Harley-Davidson has just announced that the EU’s tariffs will have a serious impact on its business. The average tariffs on a Harley will rose to 31%, from 6% today, adding $2,200 to the average price of a motorcycle exported from the US to Europe.

Such a burden could make Harley’s uncompetitive in Europe.

So the company has decided it must shift production of motorcycles for EU destinations from the US to its international facilities to avoid the tariff burden.

The company says:

Harley-Davidson expects ramping-up production in international plants will require incremental investment and could take at least 9 to 18 months to be fully complete.

It says this is the “only sustainable option” to ensure Harleys can still be sold in Europe (where it sold almost 40,000 last year).

It says:

Increasing international production to alleviate the EU tariff burden is not the company’s preference, but represents the only sustainable option to make its motorcycles accessible to customers in the EU and maintain a viable business in Europe.

That could be serious blow to Harley workers in America - and a stark example of the damage that a trade dispute can cause.

Europe implemented tariffs on imports of US goods, including motorbikes and bourbon, in response to Donald Trump’s new tariffs on steel and aluminium.

In the short term, Harley says it will absorb the cost of the tariffs, rather than passing it onto customers - costing it up t0 $100m per year

It says:

Harley-Davidson believes the tremendous cost increase, if passed onto its dealers and retail customers, would have an immediate and lasting detrimental impact to its business in the region, reducing customer access to Harley-Davidson products and negatively impacting the sustainability of its dealers’ businesses.

Therefore, Harley-Davidson will not raise its manufacturer’s suggested retail prices or wholesale prices to its dealers to cover the costs of the retaliatory tariffs.

Updated

European markets down with a bump

The Stoxx 600 index of European shares is on track for its biggest one-day fall in a month, according to Reuters data.

European car firms are partly to blame, following Trump’s threat to impose 20% tariffs on auto imports from the EU.

Renault are down 2.8%, Daimler has lost 2.5, while car parts firm Continental has shed 3.6% (fewer car sales means less demand for tires and brakes).

European auto shares today
European auto shares today Photograph: Thomson Reuters

Analysts at FXPro say traders are shunning riskier assets, thanks to Donald Trump’s repeated threats to impose tariffs on America’s trading partners.

Over the weekend President Trump indicated that if trade barriers and tariffs against the US were not removed that he would have no choice but to add further sanctions against those countries targeting the US.

The stock market selloff is gathering pace.

Britain’s FTSE 100 is now down 96 points, or 1.2%.

Mining stocks are helping to drive the selloff, with Anglo American down 3.3% and Antofagasta losing 2.6% - and dragging the sector down to a seven-week low.

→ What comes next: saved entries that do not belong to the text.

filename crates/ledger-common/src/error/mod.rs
//! Application error types

mod app_error;

pub use app_error::{AppError, AppResult, ErrorResponse};
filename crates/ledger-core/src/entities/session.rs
//! Session entity - an ephemeral key binding a caller to a username

use chrono::{DateTime, Utc};

/// Session entity. References its owner by username (weak reference; a
/// deleted or renamed user simply leaves the session as an authentication
/// dead-end).
#[derive(Debug, Clone, PartialEq, Eq)]
pub struct Session {
    pub id: i64,
    pub username: String,
    pub key: String,
    pub expires_at: DateTime<Utc>,
    pub created_at: DateTime<Utc>,
}

impl Session {
    /// Check whether the session has passed its expiry horizon.
    #[inline]
    pub fn is_expired(&self, now: DateTime<Utc>) -> bool {
        self.expires_at <= now
    }
}

/// Generate a cryptographically secure random session key.
pub fn generate_session_key() -> String {
    use rand::Rng;

    const CHARSET: &[u8] = b"ABCDEFGHIJKLMNOPQRSTUVWXYZabcdefghijklmnopqrstuvwxyz0123456789";
    const KEY_LEN: usize = 32;

    let mut rng = rand::thread_rng();
    (0..KEY_LEN)
        .map(|_| CHARSET[rng.gen_range(0..CHARSET.len())] as char)
        .collect()
}
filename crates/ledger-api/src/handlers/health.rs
//! Health check handlers
//!
//! Endpoints for liveness and readiness probes.

use axum::{extract::State, http::StatusCode, Json};
use serde::Serialize;

use ledger_service::UserService;

use crate::state::AppState;

/// Liveness probe body
#[derive(Debug, Serialize)]
pub struct HealthResponse {
    pub status: &'static str,
}

/// Readiness probe body with dependency health
#[derive(Debug, Serialize)]
pub struct ReadinessResponse {
    pub status: &'static str,
    pub database: bool,
}

/// Basic health check (liveness probe)
///
/// GET /health
pub async fn health_check() -> Json<HealthResponse> {
    Json(HealthResponse { status: "ok" })
}

/// Readiness check with dependency health
///
/// GET /health/ready
pub async fn readiness_check(
    State(state): State<AppState>,
) -> (StatusCode, Json<ReadinessResponse>) {
    // A cheap read proves the database connection is usable.
    let service = UserService::new(state.service_context().clone());
    let db_healthy = service.list().await.is_ok();

    let response = ReadinessResponse {
        status: if db_healthy { "ready" } else { "degraded" },
        database: db_healthy,
    };
    let status = if db_healthy {
        StatusCode::OK
    } else {
        StatusCode::SERVICE_UNAVAILABLE
    };

    (status, Json(response))
}
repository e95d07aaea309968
//! User database model

use chrono::{DateTime, Utc};
use ledger_core::User;
use sqlx::FromRow;

/// Database model for the users table
#[derive(Debug, Clone, FromRow)]
pub struct UserModel {
    pub id: i64,
    pub username: String,
    pub phone_number: String,
    pub display_name: String,
    pub password_hash: String,
    pub created_at: DateTime<Utc>,
    pub updated_at: DateTime<Utc>,
}

impl From<UserModel> for User {
    fn from(model: UserModel) -> Self {
        Self {
            id: model.id,
            username: model.username,
            phone_number: model.phone_number,
            display_name: model.display_name,
            created_at: model.created_at,
            updated_at: model.updated_at,
        }
    }
}
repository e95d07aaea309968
//! User entity - the credential identity behind an account

use chrono::{DateTime, Utc};

/// User entity representing a registered account holder.
///
/// The password hash is deliberately not part of the entity; repositories
/// expose it separately so it never leaks into responses.
#[derive(Debug, Clone, PartialEq, Eq)]
pub struct User {
    pub id: i64,
    pub username: String,
    pub phone_number: String,
    pub display_name: String,
    pub created_at: DateTime<Utc>,
    pub updated_at: DateTime<Utc>,
}

/// Fields required to register a new user.
#[derive(Debug, Clone)]
pub struct NewUser {
    pub username: String,
    pub phone_number: String,
    pub display_name: String,
}

/// A caller-supplied pair of alternate identifiers.
///
/// Fields are trimmed on construction; blank values are dropped entirely so
/// they can never match a record by accident.
#[derive(Debug, Clone, Default, PartialEq, Eq)]
pub struct IdentifierSet {
    pub username: Option<String>,
    pub phone_number: Option<String>,
}

impl IdentifierSet {
    /// Build an identifier set from optional raw inputs, trimming whitespace
    /// and discarding empty values.
    pub fn new(username: Option<&str>, phone_number: Option<&str>) -> Self {
        Self {
            username: normalize(username),
            phone_number: normalize(phone_number),
        }
    }

    /// True if neither identifier survived normalization.
    pub fn is_empty(&self) -> bool {
        self.username.is_none() && self.phone_number.is_none()
    }
}

fn normalize(value: Option<&str>) -> Option<String> {
    value
        .map(str::trim)
        .filter(|s| !s.is_empty())
        .map(String::from)
}

/// Which identifier wins when username and phone number match different
/// records. The source system favored the phone-number match; the policy is
/// configurable here.
#[derive(Debug, Clone, Copy, PartialEq, Eq, Default)]
pub enum LookupPrecedence {
    #[default]
    PhoneNumber,
    Username,
}

impl LookupPrecedence {
    /// Parse from a configuration string, falling back to the default.
    pub fn parse(value: &str) -> Self {
        match value.trim().to_lowercase().as_str() {
            "username" => Self::Username,
            _ => Self::PhoneNumber,
        }
    }
}
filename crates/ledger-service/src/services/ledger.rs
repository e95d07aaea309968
//! Balance operations: administrative adjustments, peer transfers, grades

use tracing::{info, instrument};
use validator::Validate;

use ledger_core::{DomainError, IdentifierSet};

use crate::dto::{
    AccountResponse, AdjustBalanceRequest, AdjustBalanceResponse, BalanceResponse,
    SetGradeRequest, TransferRequest, TransferResponse, ViewBalanceRequest,
};

use super::context::ServiceContext;
use super::error::{ServiceError, ServiceResult};
use super::resolver;
use super::session::SessionService;

/// Balance and grade use cases
#[derive(Clone)]
pub struct LedgerService {
    ctx: ServiceContext,
    sessions: SessionService,
}

impl LedgerService {
    pub fn new(ctx: ServiceContext) -> Self {
        let sessions = SessionService::new(ctx.clone());
        Self { ctx, sessions }
    }

    /// Credit or debit an account, gated by the master key.
    #[instrument(skip(self, request), fields(action = ?request.action, amount = request.amount))]
    pub async fn adjust_balance(
        &self,
        request: AdjustBalanceRequest,
    ) -> ServiceResult<AdjustBalanceResponse> {
        self.ctx.require_master_key(&request.master_key)?;

        if request.amount <= 0 {
            return Err(DomainError::InvalidAmount.into());
        }

        let identifiers = IdentifierSet::new(
            request.username.as_deref(),
            request.phone_number.as_deref(),
        );
        let account = resolver::resolve_account(&self.ctx, &identifiers).await?;

        let change = self
            .ctx
            .ledger
            .adjust(&account.username, request.amount, request.action)
            .await?;

        info!(
            username = %change.username,
            old_balance = change.old_balance,
            new_balance = change.new_balance,
            "balance adjusted"
        );
        Ok(AdjustBalanceResponse {
            username: change.username,
            balance: change.new_balance,
        })
    }

    /// Read any account's balance and grade, gated by the master key.
    #[instrument(skip(self, request))]
    pub async fn view_balance_admin(
        &self,
        request: ViewBalanceRequest,
    ) -> ServiceResult<BalanceResponse> {
        self.ctx.require_master_key(&request.master_key)?;

        let identifiers = IdentifierSet::new(
            request.username.as_deref(),
            request.phone_number.as_deref(),
        );
        let account = resolver::resolve_account(&self.ctx, &identifiers).await?;

        Ok(BalanceResponse::from(&account))
    }

    /// Read the caller's own balance, authenticated by session key.
    #[instrument(skip(self, key))]
    pub async fn view_balance_self(&self, key: &str) -> ServiceResult<BalanceResponse> {
        let session = self.sessions.validate(key).await?;

        let account = self
            .ctx
            .accounts
            .find_by_username(&session.username)
            .await?
            .ok_or_else(|| DomainError::AccountNotFound(session.username.clone()))?;

        Ok(BalanceResponse::from(&account))
    }

    /// Move funds between two accounts.
    ///
    /// Failures surface in a fixed order: bad amount, then bad session, then
    /// missing sender account, then insufficient funds, then unknown
    /// recipient, then self-transfer. The funds check here is a fast
    /// pre-check; the engine re-checks under the row lock before committing.
    #[instrument(skip(self, request), fields(amount = request.amount))]
    pub async fn transfer(&self, request: TransferRequest) -> ServiceResult<TransferResponse> {
        if request.amount <= 0 {
            return Err(DomainError::InvalidAmount.into());
        }

        let session = self.sessions.validate(&request.sender_key).await?;

        let sender = self
            .ctx
            .accounts
            .find_by_username(&session.username)
            .await?
            .ok_or_else(|| DomainError::AccountNotFound(session.username.clone()))?;

        if !sender.can_debit(request.amount) {
            return Err(DomainError::InsufficientFunds.into());
        }

        let recipient =
            resolver::resolve_recipient(&self.ctx, &request.recipient_username).await?;

        if sender.is_same_holder(&recipient) {
            return Err(DomainError::SelfTransfer.into());
        }

        let receipt = self
            .ctx
            .ledger
            .transfer(&sender.username, &recipient.username, request.amount)
            .await?;

        info!(
            sender = %receipt.sender,
            recipient = %receipt.recipient,
            amount = receipt.amount,
            "transfer committed"
        );
        Ok(TransferResponse {
            sender_balance: receipt.sender_balance,
            recipient_balance: receipt.recipient_balance,
        })
    }

    /// Assign a grade to an account, gated by the master key.
    #[instrument(skip(self, request), fields(grade = %request.grade))]
    pub async fn set_grade(&self, request: SetGradeRequest) -> ServiceResult<AccountResponse> {
        self.ctx.require_master_key(&request.master_key)?;
        request
            .validate()
            .map_err(|e| ServiceError::validation(e.to_string()))?;

        let identifiers = IdentifierSet::new(
            request.username.as_deref(),
            request.phone_number.as_deref(),
        );
        let mut account = resolver::resolve_account(&self.ctx, &identifiers).await?;

        let change = self
            .ctx
            .ledger
            .set_grade(&account.username, &request.grade)
            .await?;

        info!(username = %change.username, grade = %change.new_grade, "grade updated");
        account.grade = Some(change.new_grade);
        Ok(AccountResponse::from(account))
    }
}
#[async_trait]
impl UserRepository for MemBackend {
    async fn find_by_username(&self, username: &str) -> RepoResult<Option<User>> {
        Ok(self
            .users
            .lock()
            .unwrap()
            .iter()
            .find(|s| s.user.username == username)
            .map(|s| s.user.clone()))
    }

    async fn find_by_phone(&self, phone_number: &str) -> RepoResult<Option<User>> {
        Ok(self
            .users
            .lock()
            .unwrap()
            .iter()
            .find(|s| s.user.phone_number == phone_number)
            .map(|s| s.user.clone()))
    }

    async fn username_exists(&self, username: &str) -> RepoResult<bool> {
        Ok(UserRepository::find_by_username(self, username)
            .await?
            .is_some())
    }

    async fn phone_exists(&self, phone_number: &str) -> RepoResult<bool> {
        Ok(UserRepository::find_by_phone(self, phone_number)
            .await?
            .is_some())
    }

    async fn create_with_account(&self, user: &NewUser, password_hash: &str) -> RepoResult<User> {
        if self.username_exists(&user.username).await? {
            return Err(DomainError::UsernameTaken);
        }
        if self.phone_exists(&user.phone_number).await? {
            return Err(DomainError::PhoneNumberTaken);
        }

        let now = Utc::now();
        let created = User {
            id: self.next_id(),
            username: user.username.clone(),
            phone_number: user.phone_number.clone(),
            display_name: user.display_name.clone(),
            created_at: now,
            updated_at: now,
        };
        self.users.lock().unwrap().push(StoredUser {
            user: created.clone(),
            password_hash: password_hash.to_string(),
        });
        self.accounts.lock().unwrap().push(Account {
            id: self.next_id(),
            username: user.username.clone(),
            phone_number: user.phone_number.clone(),
            balance: 0,
            grade: None,
            created_at: now,
            updated_at: now,
        });
        Ok(created)
    }

    async fn get_password_hash(&self, username: &str) -> RepoResult<Option<String>> {
        Ok(self
            .users
            .lock()
            .unwrap()
            .iter()
            .find(|s| s.user.username == username)
            .map(|s| s.password_hash.clone()))
    }

    async fn update_password(&self, username: &str, password_hash: &str) -> RepoResult<()> {
        let mut users = self.users.lock().unwrap();
        let stored = users
            .iter_mut()
            .find(|s| s.user.username == username)
            .ok_or_else(|| DomainError::UserNotFound(username.to_string()))?;
        stored.password_hash = password_hash.to_string();
        Ok(())
    }

    async fn update_display_name(&self, username: &str, display_name: &str) -> RepoResult<User> {
        let mut users = self.users.lock().unwrap();
        let stored = users
            .iter_mut()
            .find(|s| s.user.username == username)
            .ok_or_else(|| DomainError::UserNotFound(username.to_string()))?;
        stored.user.display_name = display_name.to_string();
        stored.user.updated_at = Utc::now();
        Ok(stored.user.clone())
    }

    async fn update_phone_number(&self, username: &str, phone_number: &str) -> RepoResult<User> {
        let mut users = self.users.lock().unwrap();
        let stored = users
            .iter_mut()
            .find(|s| s.user.username == username)
            .ok_or_else(|| DomainError::UserNotFound(username.to_string()))?;
        stored.user.phone_number = phone_number.to_string();
        stored.user.updated_at = Utc::now();
        let updated = stored.user.clone();
        drop(users);

        let mut accounts = self.accounts.lock().unwrap();
        if let Some(account) = accounts.iter_mut().find(|a| a.username == username) {
            account.phone_number = phone_number.to_string();
            account.updated_at = Utc::now();
        }
        Ok(updated)
    }

    async fn rename(&self, username: &str, new_username: &str) -> RepoResult<User> {
        let mut users = self.users.lock().unwrap();
        let stored = users
            .iter_mut()
            .find(|s| s.user.username == username)
            .ok_or_else(|| DomainError::UserNotFound(username.to_string()))?;
        stored.user.username = new_username.to_string();
        stored.user.updated_at = Utc::now();
        let updated = stored.user.clone();
        drop(users);

        let mut accounts = self.accounts.lock().unwrap();
        if let Some(account) = accounts.iter_mut().find(|a| a.username == username) {
            account.username = new_username.to_string();
            account.updated_at = Utc::now();
        }
        drop(accounts);

        self.sessions
            .lock()
            .unwrap()
            .retain(|s| s.username != username);
        Ok(updated)
    }

    async fn list(&self, limit: i64) -> RepoResult<Vec<User>> {
        let mut users: Vec<User> = self
            .users
            .lock()
            .unwrap()
            .iter()
            .map(|s| s.user.clone())
            .collect();
        users.sort_by(|a, b| b.id.cmp(&a.id));
        users.truncate(usize::try_from(limit).unwrap_or(usize::MAX));
        Ok(users)
    }
}
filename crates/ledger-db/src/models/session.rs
//! Session database model

use chrono::{DateTime, Utc};
use ledger_core::Session;
use sqlx::FromRow;

/// Database model for the sessions table
#[derive(Debug, Clone, FromRow)]
pub struct SessionModel {
    pub id: i64,
    pub username: String,
    pub key: String,
    pub expires_at: DateTime<Utc>,
    pub created_at: DateTime<Utc>,
}

impl From<SessionModel> for Session {
    fn from(model: SessionModel) -> Self {
        Self {
            id: model.id,
            username: model.username,
            key: model.key,
            expires_at: model.expires_at,
            created_at: model.created_at,
        }
    }
}
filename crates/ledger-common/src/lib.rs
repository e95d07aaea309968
//! # ledger-common
//!
//! Shared utilities including configuration, error handling, authentication, and telemetry.

pub mod auth;
pub mod config;
pub mod error;
pub mod telemetry;

// Re-export commonly used types at crate root
pub use auth::{hash_password, verify_master_key, verify_password};
pub use config::{
    AppConfig, AppSettings, ConfigError, CorsConfig, DatabaseConfig, Environment, ServerConfig,
    SessionConfig,
};
pub use error::{AppError, AppResult, ErrorResponse};
pub use telemetry::{init_tracing, try_init_tracing, TracingConfig, TracingError};
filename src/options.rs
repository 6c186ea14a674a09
//! Definition of timeline configuration and its validation.

use crate::Level;
use serde_json::Value;
use thiserror::Error;

/// Buffered events allowed before eviction kicks in, unless configured.
pub const DEFAULT_LIMIT: usize = 10_000;

/// Top-level payload fields that extra params are not allowed to shadow.
const RESERVED_FIELDS: [&str; 7] = [
    "bundle", "key", "session", "lib", "timeline", "features", "version",
];

/// Different types of error that can happen when configuring a timeline.
#[derive(Debug, Error)]
pub enum ConfigError {
    #[error("Param key collides with reserved payload field: {0}")]
    ReservedParam(String),
    #[error("Duplicate param key: {0}")]
    DuplicateParam(String),
}

/// Configuration accepted by a timeline.
///
/// `features`, `version` and `params` describe the client once; they ride
/// along only in the first payload ever sent. `limit` and `level` shape the
/// buffer itself for the whole lifetime of the instance.
#[derive(Debug, Clone)]
pub struct Options {
    /// Tags describing enabled client capabilities, sent once.
    pub features: Vec<String>,

    /// Client version string, sent once.
    pub version: Option<String>,

    /// Extra key/value pairs spread into the first payload, in order.
    pub params: Vec<(String, Value)>,

    /// Maximum number of buffered events; oldest are evicted beyond this.
    pub limit: usize,

    /// Least severe level still accepted by the buffer.
    pub level: Level,
}

impl Default for Options {
    fn default() -> Self {
        Self {
            features: Vec::new(),
            version: None,
            params: Vec::new(),
            limit: DEFAULT_LIMIT,
            level: Level::DEBUG,
        }
    }
}

impl Options {
    /// Check params against reserved payload fields and duplicates.
    ///
    /// Params are spread directly into the top level of the first payload,
    /// so a key matching a reserved field would silently shadow it.
    pub(crate) fn validate(&self) -> Result<(), ConfigError> {
        for (index, (key, _)) in self.params.iter().enumerate() {
            if RESERVED_FIELDS.contains(&key.as_str()) {
                return Err(ConfigError::ReservedParam(key.clone()));
            }

            if self.params[..index].iter().any(|(prev, _)| prev == key) {
                return Err(ConfigError::DuplicateParam(key.clone()));
            }
        }

        Ok(())
    }
}
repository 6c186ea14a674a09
//! Definition of the bounded diagnostic timeline and its send protocol.

use crate::{
    AssumeOnline, Clock, ConfigError, Event, Fields, IdSource, Level, OnlineProbe, Options,
    RandomIds, SystemClock,
};
use serde_json::{Map, Value, json};
use std::collections::VecDeque;

/// Client identifier tag stamped into the first payload.
const LIB: &str = "rust";

/// Completion callback handed to a transport alongside each payload.
///
/// The transport must invoke it at most once, with whatever opaque result
/// the collector returned (or `None` when there was nothing to report).
pub type SendCallback = Box<dyn FnOnce(Option<Value>)>;

/// A bounded in-memory buffer of diagnostic events, flushed in bundles.
///
/// Events are appended through the leveled logging calls and drained into a
/// numbered payload on every [`send`](Timeline::send). Session-identifying
/// metadata rides along only in the first payload; later bundles carry just
/// the session id and the drained events.
///
/// All mutation goes through `&mut self`, so a single instance is safe to
/// drive from one execution context without any locking. The transport is
/// the only suspension point: it receives the payload and a completion
/// callback, and returns control immediately.
#[derive(Debug)]
pub struct Timeline<C = SystemClock, P = AssumeOnline, G = RandomIds> {
    key: String,
    session: u64,
    options: Options,
    events: VecDeque<Event>,
    sent: bool,
    bundle: u64,
    clock: C,
    probe: P,
    ids: G,
}

impl Timeline {
    /// Create a timeline with the system clock and default capabilities.
    ///
    /// # Arguments
    ///
    /// * `key` - Opaque string identifying the client application.
    /// * `session` - Session identifier, fixed for the instance lifetime.
    /// * `options` - Buffer and metadata configuration.
    pub fn new(
        key: impl Into<String>,
        session: u64,
        options: Options,
    ) -> Result<Self, ConfigError> {
        Timeline::from_parts(key, session, options, SystemClock, AssumeOnline, RandomIds)
    }
}

impl<C: Clock, P: OnlineProbe, G: IdSource> Timeline<C, P, G> {
    /// Construct a timeline from its basic parts.
    ///
    /// # Arguments
    ///
    /// * `key` - Opaque string identifying the client application.
    /// * `session` - Session identifier, fixed for the instance lifetime.
    /// * `options` - Buffer and metadata configuration.
    /// * `clock` - Timestamp source for event records.
    /// * `probe` - Connectivity check consulted once per send.
    /// * `ids` - Source of unique correlation ids.
    pub fn from_parts(
        key: impl Into<String>,
        session: u64,
        options: Options,
        clock: C,
        probe: P,
        ids: G,
    ) -> Result<Self, ConfigError> {
        options.validate()?;

        Ok(Self {
            session,
            options,
            clock,
            probe,
            ids,
            key: key.into(),
            events: VecDeque::new(),
            sent: false,
            bundle: 0,
        })
    }

    /// Key identifying the client application.
    pub fn key(&self) -> &str {
        &self.key
    }

    /// Session identifier this timeline was created with.
    pub fn session(&self) -> u64 {
        self.session
    }

    /// Configuration this timeline was created with.
    pub fn options(&self) -> &Options {
        &self.options
    }

    /// Whether the buffer currently holds zero events.
    pub fn is_empty(&self) -> bool {
        self.events.is_empty()
    }

    /// Number of events currently buffered.
    pub fn len(&self) -> usize {
        self.events.len()
    }

    /// Generate a fresh correlation id from the injected source.
    pub fn generate_unique_id(&self) -> String {
        self.ids.unique_id()
    }

    /// Record an event at the given severity.
    ///
    /// Events less severe than the configured threshold are dropped without
    /// any other side effect. Accepted events are stamped with the current
    /// clock reading and appended; if the buffer then exceeds its limit, the
    /// oldest events are evicted first.
    ///
    /// # Arguments
    ///
    /// * `level` - Severity of the event.
    /// * `fields` - Caller-supplied key/value fields.
    pub fn log(&mut self, level: Level, fields: Fields) {
        if !level.passes(self.options.level) {
            return;
        }

        self.events
            .push_back(Event::new(self.clock.now_ms(), level, fields));

        while self.events.len() > self.options.limit {
            self.events.pop_front();
        }
    }

    /// Record an event at [`Level::ERROR`].
    pub fn error(&mut self, fields: Fields) {
        self.log(Level::ERROR, fields);
    }

    /// Record an event at the default [`Level::INFO`] severity.
    pub fn info(&mut self, fields: Fields) {
        self.log(Level::INFO, fields);
    }

    /// Record an event at [`Level::DEBUG`].
    pub fn debug(&mut self, fields: Fields) {
        self.log(Level::DEBUG, fields);
    }

    /// Drain the buffer into a numbered bundle and hand it to a transport.
    ///
    /// Returns `false` without any side effect when the probe reports
    /// offline. Otherwise the bundle counter is incremented, the buffer is
    /// drained into the payload synchronously, and the transport receives
    /// the payload together with a completion callback that forwards its
    /// opaque result to `on_send`. A `true` return means "handed off", not
    /// "delivered"; transport failures never roll back the drain or the
    /// counter.
    ///
    /// # Arguments
    ///
    /// * `transport` - Callable performing the actual network exchange.
    /// * `on_send` - Hook receiving the transport's eventual result.
    pub fn send<T, F>(&mut self, transport: T, on_send: F) -> bool
    where
        T: FnOnce(Value, SendCallback),
        F: FnOnce(Option<Value>) + 'static,
    {
        if !self.probe.is_online() {
            return false;
        }

        self.bundle += 1;
        let payload = self.build_payload();
        transport(payload, Box::new(on_send));

        true
    }

    /// Assemble the outgoing payload and drain the buffer.
    ///
    /// Full session metadata is included only while no send has been
    /// initiated yet; the flag flips here, when the payload is built, not
    /// when the transport confirms delivery.
    fn build_payload(&mut self) -> Value {
        let mut payload = Map::new();
        payload.insert("bundle".to_string(), json!(self.bundle));

        if !self.sent {
            payload.insert("key".to_string(), json!(self.key));
        }

        payload.insert("session".to_string(), json!(self.session));

        if !self.sent {
            if !self.options.features.is_empty() {
                payload.insert("features".to_string(), json!(self.options.features));
            }

            payload.insert("lib".to_string(), json!(LIB));

            if let Some(version) = &self.options.version {
                payload.insert("version".to_string(), json!(version));
            }

            for (key, value) in &self.options.params {
                payload.insert(key.clone(), value.clone());
            }
        }

        let drained: Vec<Event> = self.events.drain(..).collect();
        payload.insert("timeline".to_string(), json!(drained));

        self.sent = true;
        Value::Object(payload)
    }
}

That reflects concerns that a trade war will hurt global growth, and dampen demand for commodities like iron ore, copper and nickel.

Oil giants are also falling, matching a drop in the price of crude after the Opec cartel agreed to raise production levels last week.

Connor Campbell of SpreadEx says:

With a troublesome US open on the horizon, the European indices saw their losses intensify as Monday went on.

The FTSE was one of the worst performers at the start of the week. Not only was the UK index dealing with the same trade war fears gripping its peers, it also had to process Brent Crude’s 1.2% decline, a move that took the black stuff back towards $74.50 per barrel and left Shell and BP down 1.1% and 1.8% respectively.

This in turn forced the FTSE 90 points lower, taking the index back under 7600 and only 50 points away from last Thursday’s 7 week nadir.

Traders at the Borsa Istanbul (BIST) stock exchange today
Traders at the Borsa Istanbul (BIST) stock exchange today Photograph: Emrah Gurel/AP

Turkey’s stock market is defying today’s downturn, after Recep Tayyip Erdoğan was reelected as the country’s president last night.

The Istanbul bourse has jumped by 1%, although the Turkish lira is sliding after an early rally.

Erdoğan’s AKP party won 52.5% of the votes, giving it an unexpected outright majority in a crucial election for Turkey’s future.

Turkey’s presidency has sweeping new powers to appoint officials and set security policies, following a constitutional shake-up last year.

Erdoğan has promised to use his new powers to fight terrorism and improve Turkey’s troubled economy.

But having overseen a crackdown since an attempted coup in 2016, Erdoğan is likely to keep running Turkey in an autocratic manner.

Vincent-Freědeěric Mivelaz of Swiss Bank explains:

Erdogan is likely to act unilaterally (in politics and economics) without consulting the opposition.

Among the five parties making the parliamentary threshold of winning 10% of votes, cooperation will not be easy. The constitutional reform of April 2017 reinforces the power of the president (abolishing the office of the Prime Minister, allowing direct appointment of top officials, allowing intervention in the legal system and state-of-emergency powers) and its allies in the Nationalist Movement Party in the parliament. Erdogan’s “People’s Alliance” is projected to win 342 seats out of 600 in the parliament, giving little power to the opposition.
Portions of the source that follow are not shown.